Veggie-Packed Lentil Loaf
Ingredients
- 2 tablespoons flax meal
- 6 tablespoons water
- olive oil, to taste
- 1 carrot, diced
- 1 stalk celery, diced
- ½ cup onion, diced
- 2 cups cremini mushroom, diced
- 3 cloves garlic, minced
- ½ cup red bell pepper, diced
- 2 tablespoons tomato paste
- ½ teaspoon salt
- ¼ teaspoon pepper
- 1 tablespoon dried parsley
- ½ teaspoon dried thyme
- 1 tablespoon soy sauce
- 1 tablespoon vegan worcestershire
- 2 cups lentils, cooked
- ¾ cup brown rice, cooked
- ¾ cup quick-cook oats
- ¼ cup ketchup
- 1 teaspoon maple syrup
Instructions
- To make the flax eggs, combine the flax meal and water in a small bowl and mix well. Set aside for at least 10 minutes.

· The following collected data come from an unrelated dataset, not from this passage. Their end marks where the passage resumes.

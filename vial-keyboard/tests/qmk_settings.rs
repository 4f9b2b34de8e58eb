//! QMK settings discovery, fetch and push against a scripted keyboard

mod common;

use std::collections::BTreeMap;
use std::sync::Arc;

use common::FakeKeyboard;
use vial_keyboard::settings::{self, SettingsSchema};
use vial_keyboard::{KeyboardError, KeyboardInfo, KeyboardInterface};
use vial_transport::mock::MockTransport;
use vial_transport::ViaSession;

fn vial6() -> KeyboardInfo {
    KeyboardInfo {
        vial_proto: Some(6),
        ..Default::default()
    }
}

fn gets(transport: &MockTransport) -> Vec<u16> {
    transport
        .sent()
        .iter()
        .filter(|r| r[0] == 0xFE && r[1] == 0x0A)
        .map(|r| u16::from_le_bytes([r[2], r[3]]))
        .collect()
}

#[tokio::test]
async fn discovery_spans_pages() {
    let mut fake = FakeKeyboard::new(1, 1, 1);
    fake.qsids = (1..=20).collect();
    let transport = fake.into_transport();
    let session = ViaSession::with_transport(transport.clone());

    let ids = settings::query_supported(&session).await.unwrap();
    assert_eq!(ids, (1..=20).collect::<Vec<_>>());

    let pages: Vec<Vec<u8>> = transport.sent().iter().map(|r| r[..4].to_vec()).collect();
    assert_eq!(pages, vec![vec![0xFE, 0x09, 0, 0], vec![0xFE, 0x09, 16, 0]]);
}

#[tokio::test]
async fn empty_list_yields_no_ids() {
    let session = ViaSession::with_transport(FakeKeyboard::new(1, 1, 1).into_transport());
    assert!(settings::query_supported(&session).await.unwrap().is_empty());
}

#[tokio::test]
async fn only_schema_qsids_are_fetched() {
    let mut fake = FakeKeyboard::new(1, 1, 1);
    fake.qsids = vec![7, 999, 21, 8];
    fake.settings = BTreeMap::from([(7, 200), (21, 0x0180), (8, 0b0101), (999, 1)]);
    let transport = fake.into_transport();
    let kb = KeyboardInterface::new(Arc::new(ViaSession::with_transport(transport.clone())));
    let schema = SettingsSchema::builtin().unwrap();

    let values = kb.load_settings(&vial6(), &schema).await.unwrap();
    assert_eq!(values, BTreeMap::from([(7, 200), (21, 0x0180), (8, 0b0101)]));
    assert_eq!(gets(&transport), vec![7, 21, 8]);
}

#[tokio::test]
async fn refused_reads_are_skipped() {
    let mut fake = FakeKeyboard::new(1, 1, 1);
    fake.qsids = vec![7, 18];
    fake.settings = BTreeMap::from([(7, 175)]);
    let kb = KeyboardInterface::new(Arc::new(ViaSession::with_transport(fake.into_transport())));
    let schema = SettingsSchema::builtin().unwrap();

    let values = kb.load_settings(&vial6(), &schema).await.unwrap();
    assert_eq!(values, BTreeMap::from([(7, 175)]));
}

#[tokio::test]
async fn push_sends_le_qsid_and_value() {
    let transport = FakeKeyboard::new(1, 1, 1).into_transport();
    let kb = KeyboardInterface::new(Arc::new(ViaSession::with_transport(transport.clone())));
    let info = KeyboardInfo {
        settings: Some(BTreeMap::from([(5, 0x12345678)])),
        ..vial6()
    };

    kb.push_setting(&info, 5).await.unwrap();
    let sent = transport.sent();
    assert_eq!(sent[0][..8], [0xFE, 0x0B, 0x05, 0x00, 0x78, 0x56, 0x34, 0x12]);
}

#[tokio::test]
async fn push_without_settings_fails() {
    let transport = FakeKeyboard::new(1, 1, 1).into_transport();
    let kb = KeyboardInterface::new(Arc::new(ViaSession::with_transport(transport.clone())));

    let err = kb.push_setting(&vial6(), 1).await.unwrap_err();
    assert!(matches!(err, KeyboardError::NoSettings));
    assert_eq!(err.to_string(), "No settings available to push");
    assert_eq!(transport.sent_count(), 0);
}

#[tokio::test]
async fn reset_and_version_gate() {
    let transport = FakeKeyboard::new(1, 1, 1).into_transport();
    let kb = KeyboardInterface::new(Arc::new(ViaSession::with_transport(transport.clone())));
    let schema = SettingsSchema::builtin().unwrap();

    kb.reset_settings().await.unwrap();
    assert_eq!(transport.sent()[0][..2], [0xFE, 0x0C]);

    let old = KeyboardInfo {
        vial_proto: Some(3),
        ..Default::default()
    };
    assert!(matches!(
        kb.load_settings(&old, &schema).await,
        Err(KeyboardError::NotSupported(_))
    ));
    assert_eq!(transport.sent_count(), 1);
}
//! .kbi file command handlers.

use std::path::PathBuf;

use anyhow::bail;
use keybard::{file, Storage};

use super::{print_layer, print_summary, CommandResult};

/// Load a .kbi file (or the last one loaded) and print it
pub fn load(path: Option<PathBuf>) -> CommandResult {
    let storage = Storage::default();
    let path = match path.or_else(|| storage.get_last_file_path().map(PathBuf::from)) {
        Some(path) => path,
        None => bail!("No file given and no previous file remembered"),
    };

    let info = file::load_file(&path)?;
    storage.set_last_file_path(&path.to_string_lossy());

    println!("File:           {}", path.display());
    print_summary(&info);
    for layer in 0..info.keymap.len() {
        println!();
        print_layer(&info, layer);
    }
    Ok(())
}

pub fn last_file(clear: bool) -> CommandResult {
    let storage = Storage::default();
    if clear {
        storage.clear_last_file_path();
        println!("Forgot last file.");
        return Ok(());
    }
    match storage.get_last_file_path() {
        Some(path) => println!("{path}"),
        None => println!("(none)"),
    }
    Ok(())
}
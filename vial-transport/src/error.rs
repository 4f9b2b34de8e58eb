//! Transport error types

use thiserror::Error;

use crate::unpack::UnpackError;

/// Errors that can occur during transport operations
#[derive(Error, Debug)]
pub enum TransportError {
    /// A device operation was attempted while no session is open
    #[error("USB device not connected")]
    NotConnected,

    /// No device matched the requested filters
    #[error("Device not found: {0}")]
    DeviceNotFound(String),

    /// More than one device matched and none was selected
    #[error("{0} matching devices found, select one with --device")]
    AmbiguousDevice(usize),

    /// The device went away while a request was in flight
    #[error("Device disconnected")]
    Disconnected,

    // HID-specific errors
    #[error("Communication error: {0}")]
    Communication(String),

    #[error("HID permission denied: {0}")]
    PermissionDenied(String),

    /// Response bytes could not be decoded as requested
    #[error("Malformed response: {0}")]
    Unpack(#[from] UnpackError),

    #[error("Internal error: {0}")]
    Internal(String),
}

impl TransportError {
    /// True for platform-level I/O failures (as opposed to "never connected")
    pub fn is_communication(&self) -> bool {
        matches!(
            self,
            Self::Disconnected | Self::Communication(_) | Self::PermissionDenied(_)
        )
    }
}

impl From<hidapi::HidError> for TransportError {
    fn from(e: hidapi::HidError) -> Self {
        let msg = e.to_string();
        if msg.contains("Permission denied") || msg.contains("EPERM") || msg.contains("EACCES") {
            TransportError::PermissionDenied(msg)
        } else {
            TransportError::Communication(msg)
        }
    }
}
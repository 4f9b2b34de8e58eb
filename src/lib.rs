// keybard - VIA/Vial keyboard configurator
// Front-end support: config file, persisted state, keycode names, .kbi files

pub mod config;
pub mod file;
pub mod keycodes;
pub mod storage;

pub use config::Config;
pub use file::FileError;
pub use storage::Storage;
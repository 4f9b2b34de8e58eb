//! QMK settings command handlers.

use anyhow::{bail, Context as _};
use vial_keyboard::{KeyboardInfo, KeyboardInterface, SettingField, SettingsSchema};

use super::{identify, CommandResult, Context};

async fn open_with_settings(
    ctx: &Context,
    schema: &SettingsSchema,
) -> anyhow::Result<(KeyboardInterface, KeyboardInfo)> {
    let kb = ctx.open_keyboard().await?;
    let mut info = identify(&kb).await?;
    if !info.capabilities().has_qmk_settings() {
        bail!(
            "Vial protocol {} has no QMK settings",
            info.vial_proto.unwrap_or(0)
        );
    }
    info.settings = Some(kb.load_settings(&info, schema).await?);
    Ok((kb, info))
}

fn describe(field: &SettingField, info: &KeyboardInfo) -> String {
    let settings = info.settings.clone().unwrap_or_default();
    match field {
        SettingField::Boolean { bit, .. } => {
            let state = if field.value(&settings) != 0 { "on" } else { "off" };
            format!("{:<4} (qsid {} bit {})", state, field.qsid(), bit)
        }
        SettingField::Integer { min, max, .. } => format!(
            "{:<6} (qsid {}, {}-{})",
            field.value(&settings),
            field.qsid(),
            min,
            max
        ),
    }
}

/// Print every supported setting grouped by tab
pub async fn show(ctx: &Context) -> CommandResult {
    let schema = SettingsSchema::builtin()?;
    let (_kb, info) = open_with_settings(ctx, &schema).await?;
    let supported = info.settings.as_ref().map(|s| s.len()).unwrap_or(0);
    if supported == 0 {
        println!("Keyboard reports no known QMK settings.");
        return Ok(());
    }

    for tab in &schema.tabs {
        let fields: Vec<&SettingField> = tab
            .fields
            .iter()
            .filter(|f| {
                info.settings
                    .as_ref()
                    .is_some_and(|s| s.contains_key(&f.qsid()))
            })
            .collect();
        if fields.is_empty() {
            continue;
        }
        println!("{}:", tab.name);
        for field in fields {
            println!("  {:<40} {}", field.title(), describe(field, &info));
        }
    }
    Ok(())
}

/// Change one field and write its setting back
pub async fn set(ctx: &Context, qsid: u16, value: u32, bit: Option<u8>) -> CommandResult {
    let schema = SettingsSchema::builtin()?;
    let field = schema
        .field(qsid, bit)
        .with_context(|| match bit {
            Some(bit) => format!("No boolean setting at qsid {qsid} bit {bit}"),
            None => format!("No integer setting at qsid {qsid} (use --bit for flags)"),
        })?
        .clone();

    let (kb, mut info) = open_with_settings(ctx, &schema).await?;
    let mut settings = info.settings.take().unwrap_or_default();
    field.apply(&mut settings, value)?;
    info.settings = Some(settings);

    kb.push_setting(&info, qsid).await?;
    println!("{} = {}", field.title(), describe(&field, &info));
    Ok(())
}

pub async fn reset(ctx: &Context) -> CommandResult {
    let kb = ctx.open_keyboard().await?;
    let info = identify(&kb).await?;
    if !info.capabilities().has_qmk_settings() {
        bail!("This keyboard has no QMK settings");
    }
    kb.reset_settings().await?;
    println!("QMK settings reset to defaults.");
    Ok(())
}
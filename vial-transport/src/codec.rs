//! Byte-order helpers shared by the protocol layers
//!
//! Everything here is pure: integers in, byte arrays (or integers) out.

/// Byte order of a multi-byte field
#[derive(Debug, Clone, Copy, PartialEq, Eq, Default)]
pub enum Endian {
    #[default]
    Little,
    Big,
}

/// Width of the elements handled by [`reverse_array_element_endianness`]
#[derive(Debug, Clone, Copy, PartialEq, Eq)]
pub enum WordSize {
    Two,
    Four,
}

impl WordSize {
    pub fn bytes(self) -> usize {
        match self {
            WordSize::Two => 2,
            WordSize::Four => 4,
        }
    }
}

/// Split `value` into `byte_count` bytes in the requested order.
///
/// Negative values are truncated two's-complement style, so `-1` over two
/// bytes is `[0xFF, 0xFF]`.
pub fn to_endian_bytes(value: i64, byte_count: usize, endian: Endian) -> Vec<u8> {
    let mut out: Vec<u8> = (0..byte_count)
        .map(|i| {
            let shift = (8 * i).min(63);
            ((value >> shift) & 0xFF) as u8
        })
        .collect();
    if endian == Endian::Big {
        out.reverse();
    }
    out
}

pub fn le16(value: i64) -> [u8; 2] {
    (value as u16).to_le_bytes()
}

pub fn be16(value: i64) -> [u8; 2] {
    (value as u16).to_be_bytes()
}

pub fn le32(value: i64) -> [u8; 4] {
    (value as u32).to_le_bytes()
}

pub fn be32(value: i64) -> [u8; 4] {
    (value as u32).to_be_bytes()
}

/// Swap the byte order of every element.
///
/// Values wider than the element size are masked first. Applying this twice
/// returns the original sequence.
pub fn reverse_array_element_endianness(values: &[u32], size: WordSize) -> Vec<u32> {
    values
        .iter()
        .map(|&v| match size {
            WordSize::Two => (v as u16).swap_bytes() as u32,
            WordSize::Four => v.swap_bytes(),
        })
        .collect()
}

/// Read a `u16` at `offset`, `None` if out of bounds
pub fn read_u16(data: &[u8], offset: usize, endian: Endian) -> Option<u16> {
    let bytes: [u8; 2] = data.get(offset..offset + 2)?.try_into().ok()?;
    Some(match endian {
        Endian::Little => u16::from_le_bytes(bytes),
        Endian::Big => u16::from_be_bytes(bytes),
    })
}

/// Read a `u32` at `offset`, `None` if out of bounds
pub fn read_u32(data: &[u8], offset: usize, endian: Endian) -> Option<u32> {
    let bytes: [u8; 4] = data.get(offset..offset + 4)?.try_into().ok()?;
    Some(match endian {
        Endian::Little => u32::from_le_bytes(bytes),
        Endian::Big => u32::from_be_bytes(bytes),
    })
}

/// Interpret a little-endian integer of arbitrary width (up to 8 bytes)
pub fn read_le_uint(data: &[u8]) -> u64 {
    data.iter()
        .take(8)
        .enumerate()
        .fold(0u64, |acc, (i, &b)| acc | ((b as u64) << (8 * i)))
}

/// `[0, 1, .., n-1]`; empty for `n <= 0`
pub fn range(n: i64) -> Vec<usize> {
    if n <= 0 {
        return Vec::new();
    }
    (0..n as usize).collect()
}

/// `n` clones of `value`; empty for `n <= 0`.
///
/// Cloning an `Rc`/`Arc` shares the allocation, so every slot points at the
/// same value.
pub fn repeat<T: Clone>(value: T, n: i64) -> Vec<T> {
    if n <= 0 {
        return Vec::new();
    }
    vec![value; n as usize]
}

#[cfg(test)]
mod tests {
    use super::*;
    use std::rc::Rc;

    #[test]
    fn endian_bytes_16_and_32() {
        assert_eq!(to_endian_bytes(0x1234, 2, Endian::Little), vec![0x34, 0x12]);
        assert_eq!(to_endian_bytes(0x1234, 2, Endian::Big), vec![0x12, 0x34]);
        assert_eq!(
            to_endian_bytes(0x12345678, 4, Endian::Little),
            vec![0x78, 0x56, 0x34, 0x12]
        );
        assert_eq!(
            to_endian_bytes(0x12345678, 4, Endian::Big),
            vec![0x12, 0x34, 0x56, 0x78]
        );
    }

    #[test]
    fn little_reversed_is_big() {
        for n in [0i64, 1, -1, 0x1234, -0x1234, 0x7FFF, -32768, 0x12345678, -0x7FFF_FFFF] {
            for width in [2usize, 4] {
                let mut le = to_endian_bytes(n, width, Endian::Little);
                le.reverse();
                assert_eq!(le, to_endian_bytes(n, width, Endian::Big), "n={n} w={width}");
            }
        }
    }

    #[test]
    fn fixed_width_wrappers() {
        assert_eq!(le16(0), [0x00, 0x00]);
        assert_eq!(le16(0xFFFF), [0xFF, 0xFF]);
        assert_eq!(le16(0x1234), [0x34, 0x12]);
        assert_eq!(le16(-1), [0xFF, 0xFF]);
        assert_eq!(be16(0x1234), [0x12, 0x34]);
        assert_ne!(le16(0x1234), be16(0x1234));
        assert_eq!(le32(0xFFFF_FFFF), [0xFF; 4]);
        assert_eq!(le32(0x12345678), [0x78, 0x56, 0x34, 0x12]);
        assert_eq!(be32(0x12345678), [0x12, 0x34, 0x56, 0x78]);
        assert_eq!(le32(-1), [0xFF; 4]);
    }

    #[test]
    fn reverse_elements() {
        assert_eq!(
            reverse_array_element_endianness(&[0x1234, 0x5678, 0xABCD], WordSize::Two),
            vec![0x3412, 0x7856, 0xCDAB]
        );
        assert_eq!(
            reverse_array_element_endianness(&[0x12345678, 0xABCDEF00], WordSize::Four),
            vec![0x78563412, 0x00EFCDAB]
        );
        assert!(reverse_array_element_endianness(&[], WordSize::Two).is_empty());
        assert_eq!(
            reverse_array_element_endianness(&[0x1234], WordSize::Two),
            vec![0x3412]
        );
    }

    #[test]
    fn reverse_elements_is_self_inverse() {
        let words = [0x0000, 0x0001, 0x1234, 0xFF00, 0xFFFF];
        let once = reverse_array_element_endianness(&words, WordSize::Two);
        assert_eq!(reverse_array_element_endianness(&once, WordSize::Two), words);

        let dwords = [0, 1, 0x12345678, 0xDEADBEEF, u32::MAX];
        let once = reverse_array_element_endianness(&dwords, WordSize::Four);
        assert_eq!(reverse_array_element_endianness(&once, WordSize::Four), dwords);
    }

    #[test]
    fn read_helpers_bounds_check() {
        let data = [0x12, 0x34, 0x56, 0x78];
        assert_eq!(read_u16(&data, 0, Endian::Big), Some(0x1234));
        assert_eq!(read_u16(&data, 2, Endian::Little), Some(0x7856));
        assert_eq!(read_u16(&data, 3, Endian::Little), None);
        assert_eq!(read_u32(&data, 0, Endian::Little), Some(0x78563412));
        assert_eq!(read_u32(&data, 1, Endian::Little), None);
        assert_eq!(read_le_uint(&[0x78, 0x56, 0x34, 0x12]), 0x12345678);
        assert_eq!(read_le_uint(&[]), 0);
    }

    #[test]
    fn range_handles_non_positive() {
        assert_eq!(range(5), vec![0, 1, 2, 3, 4]);
        assert!(range(0).is_empty());
        assert!(range(-5).is_empty());
    }

    #[test]
    fn repeat_shares_identity() {
        let shared = Rc::new(vec![1, 2, 3]);
        let slots = repeat(Rc::clone(&shared), 3);
        assert_eq!(slots.len(), 3);
        assert!(slots.iter().all(|s| Rc::ptr_eq(s, &shared)));
        assert!(repeat(7u8, 0).is_empty());
        assert!(repeat(7u8, -2).is_empty());
    }
}
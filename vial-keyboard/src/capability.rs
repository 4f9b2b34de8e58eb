//! Base protocol and Vial identification queries

use tracing::debug;
use vial_transport::protocol::{cmd, vial};
use vial_transport::ViaSession;

use crate::error::KeyboardError;

/// Vial protocol version and 64-bit keyboard id
#[derive(Debug, Clone, Copy, PartialEq, Eq)]
pub struct VialId {
    pub vial_proto: u32,
    pub kbid: u64,
}

/// VIA protocol version (big-endian u16 after the echoed opcode)
pub async fn via_protocol_version(session: &ViaSession) -> Result<u16, KeyboardError> {
    let resp = session.send(cmd::GET_PROTOCOL_VERSION, &[]).await?;
    let version = resp.unpack_at("B>H", 1)? as u16;
    debug!("VIA protocol {}", version);
    Ok(version)
}

/// Vial protocol version and keyboard id
pub async fn vial_keyboard_id(session: &ViaSession) -> Result<VialId, KeyboardError> {
    let resp = session.send_vial(vial::GET_KEYBOARD_ID, &[]).await?;
    let fields = resp.unpack("<IQ")?;
    let id = VialId {
        vial_proto: fields[0] as u32,
        kbid: fields[1],
    };
    debug!("Vial protocol {} kbid {:016X}", id.vial_proto, id.kbid);
    Ok(id)
}
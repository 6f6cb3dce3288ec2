use std::collections::HashSet;
use std::convert::Infallible;
use std::fmt;
use std::str::FromStr;

use crate::compiler;
use crate::env::{Flow, Render, Scope};
use crate::error::PatternError;
use crate::node::Node;
use crate::regex_writer::RegexWriter;

/// A compiled path pattern.
///
/// Patterns are immutable. The optional root is an absolute directory with a
/// trailing `/` that is prepended to matches and expansions unless the
/// pattern itself already starts with `/`.
#[derive(Clone, Debug, Default, Eq, PartialEq)]
pub struct Pattern {
    nodes: Vec<Node>,
    root: Option<String>,
    prefix_length: usize,
}

impl Pattern {
    /// Compiles pattern text.
    ///
    /// Parsing never fails: text that is not a wildcard or a well-formed
    /// `{name}` token is taken literally.
    #[must_use]
    pub fn parse(source: &str) -> Self {
        compiler::compile(source)
    }

    /// A pattern matching exactly `text`, with no wildcards or variables.
    #[must_use]
    pub fn literal(text: impl Into<String>) -> Self {
        Self::from_parts(vec![Node::Literal(text.into())], None, 1)
    }

    pub(crate) const fn from_parts(
        nodes: Vec<Node>,
        root: Option<String>,
        prefix_length: usize,
    ) -> Self {
        Self {
            nodes,
            root,
            prefix_length,
        }
    }

    /// Returns the compiled node sequence.
    #[must_use]
    pub fn nodes(&self) -> &[Node] {
        &self.nodes
    }

    /// Returns the root directory, if one is set.
    #[must_use]
    pub fn root(&self) -> Option<&str> {
        self.root.as_deref()
    }

    /// Index of the first wildcard node, or [`len`](Self::len) without one.
    #[must_use]
    pub const fn prefix_length(&self) -> usize {
        self.prefix_length
    }

    /// Number of nodes.
    #[must_use]
    pub fn len(&self) -> usize {
        self.nodes.len()
    }

    /// Returns `true` when the pattern has no nodes at all.
    #[must_use]
    pub fn is_empty(&self) -> bool {
        self.nodes.is_empty()
    }

    /// Returns `true` when the pattern contains `*` or `**`.
    #[must_use]
    pub fn has_wildcard(&self) -> bool {
        self.nodes.iter().any(Node::is_wildcard)
    }

    /// Returns `true` when some variable occurs more than once.
    #[must_use]
    pub fn has_repeated_variables(&self) -> bool {
        self.nodes.iter().any(Node::is_repeat)
    }

    /// Distinct variable names in order of first occurrence.
    pub fn variables(&self) -> impl Iterator<Item = &str> {
        self.nodes
            .iter()
            .filter(|node| !node.is_repeat())
            .filter_map(Node::variable_name)
    }

    pub(crate) fn with_root(mut self, root: Option<String>) -> Self {
        self.root = root;
        self
    }

    /// The nodes before the first wildcard, keeping the root.
    pub(crate) fn head(&self) -> Self {
        let nodes = self.nodes[..self.prefix_length].to_vec();
        let prefix_length = nodes.len();
        Self::from_parts(nodes, self.root.clone(), prefix_length)
    }

    /// Appends `other` to this pattern.
    ///
    /// Wildcards of `other` are renumbered after this pattern's and repeat
    /// flags are recomputed over the joined sequence.
    pub(crate) fn concat(&self, other: &Self) -> Result<Self, PatternError> {
        if other.root.is_some() {
            return Err(PatternError::RootedConcat);
        }
        let offset = self
            .nodes
            .iter()
            .filter_map(|node| match node {
                Node::Star(id) | Node::StarStar { id, .. } => Some(*id),
                _ => None,
            })
            .max()
            .unwrap_or(0);

        let mut seen = HashSet::new();
        let nodes = self
            .nodes
            .iter()
            .cloned()
            .chain(other.nodes.iter().cloned().map(|node| match node {
                Node::Star(id) => Node::Star(id + offset),
                Node::StarStar { id, suffix } => Node::StarStar {
                    id: id + offset,
                    suffix,
                },
                node => node,
            }))
            .map(|node| match node {
                Node::Variable { name, .. } => Node::Variable {
                    repeat: !seen.insert(name.clone()),
                    name,
                },
                Node::AndroidLocale { .. } => Node::AndroidLocale {
                    repeat: !seen.insert(crate::ANDROID_LOCALE.to_owned()),
                },
                node => node,
            })
            .collect();

        let prefix_length = if self.has_wildcard() {
            self.prefix_length
        } else {
            self.prefix_length + other.prefix_length
        };
        Ok(Self::from_parts(nodes, self.root.clone(), prefix_length))
    }

    /// Whether the first node, expanded as far as possible, starts with `/`.
    fn leading_slash<'a>(&'a self, scope: &mut Scope<'a>) -> bool {
        let Some(first) = self.nodes.first() else {
            return false;
        };
        let mut text = String::new();
        let _ = first.render(scope, Render::Halt, &mut text);
        text.starts_with('/')
    }

    pub(crate) fn write_regex<'a>(&'a self, writer: &mut RegexWriter<'a>) {
        if let Some(root) = &self.root
            && !self.leading_slash(&mut writer.scope)
        {
            writer.literal(root);
        }
        self.write_nodes_regex(writer);
    }

    pub(crate) fn write_nodes_regex<'a>(&'a self, writer: &mut RegexWriter<'a>) {
        for node in &self.nodes {
            node.write_regex(writer);
        }
    }

    pub(crate) fn render_nodes<'a>(
        &'a self,
        scope: &mut Scope<'a>,
        mode: Render,
        out: &mut String,
    ) -> Flow {
        for node in &self.nodes {
            if let Flow::Halt(name) = node.render(scope, mode, out) {
                return Flow::Halt(name);
            }
        }
        Flow::Continue
    }

    /// Renders the whole pattern, root included.
    ///
    /// In [`Render::Halt`] mode the output holds everything emitted before
    /// the first unresolved node.
    pub(crate) fn render<'a>(&'a self, mut scope: Scope<'a>, mode: Render) -> (String, Flow) {
        let mut out = String::new();
        if let Some(root) = &self.root
            && !self.leading_slash(&mut scope)
        {
            out.push_str(root);
        }
        let flow = self.render_nodes(&mut scope, mode, &mut out);
        (out, flow)
    }
}

impl FromStr for Pattern {
    type Err = Infallible;

    fn from_str(source: &str) -> Result<Self, Self::Err> {
        Ok(Self::parse(source))
    }
}

impl fmt::Display for Pattern {
    fn fmt(&self, f: &mut fmt::Formatter<'_>) -> fmt::Result {
        for node in &self.nodes {
            write!(f, "{node}")?;
        }
        Ok(())
    }
}

/// Conversion into a compiled [`Pattern`].
///
/// Text is compiled; patterns and matchers convert without recompiling.
pub trait IntoPattern {
    /// Performs the conversion.
    fn into_pattern(self) -> Pattern;
}

impl IntoPattern for Pattern {
    fn into_pattern(self) -> Pattern {
        self
    }
}

impl IntoPattern for &Pattern {
    fn into_pattern(self) -> Pattern {
        self.clone()
    }
}

impl IntoPattern for &str {
    fn into_pattern(self) -> Pattern {
        Pattern::parse(self)
    }
}

impl IntoPattern for String {
    fn into_pattern(self) -> Pattern {
        Pattern::parse(&self)
    }
}

impl IntoPattern for &String {
    fn into_pattern(self) -> Pattern {
        Pattern::parse(self)
    }
}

- Preheat the oven to 350°F (175°C).
- In a large saucepan, heat a bit of olive oil over medium heat. Once the oil begins to shimmer, add the carrot and celery and cook until lightly browned, 2-3 minutes.
- Add the onion and mushrooms. Cook another 3-4 minutes, until the onions are semi-translucent.
- Add another drizzle of olive oil to the pan, then add the garlic, bell pepper, and tomato paste. Cook for 2 more minutes, until the tomato paste is slightly browned.
- Add the salt, pepper, parsley, and thyme, and cook for 1 more minute, until fragrant.
- Add the soy sauce and Worcestershire sauce and cook for 2 more minutes, or until the vegetables are tender. Remove the pan from the heat.
- In a food processor, add the lentils, brown rice, oats, flax eggs, and sautéed vegetables. Pulse 10-12 times until the mixture is slightly chunky.
- Transfer the mixture to a parchment paper-lined loaf pan and smooth the top with a spatula.
- To make the glaze, combine the ketchup and maple syrup in a small bowl. Brush half of glaze on top of loaf, reserving the other half for later.
- Bake the loaf for 45-50 minutes, or until an fork inserted in the middle comes out clean.
- Brush with the remaining glaze, then slice and serve.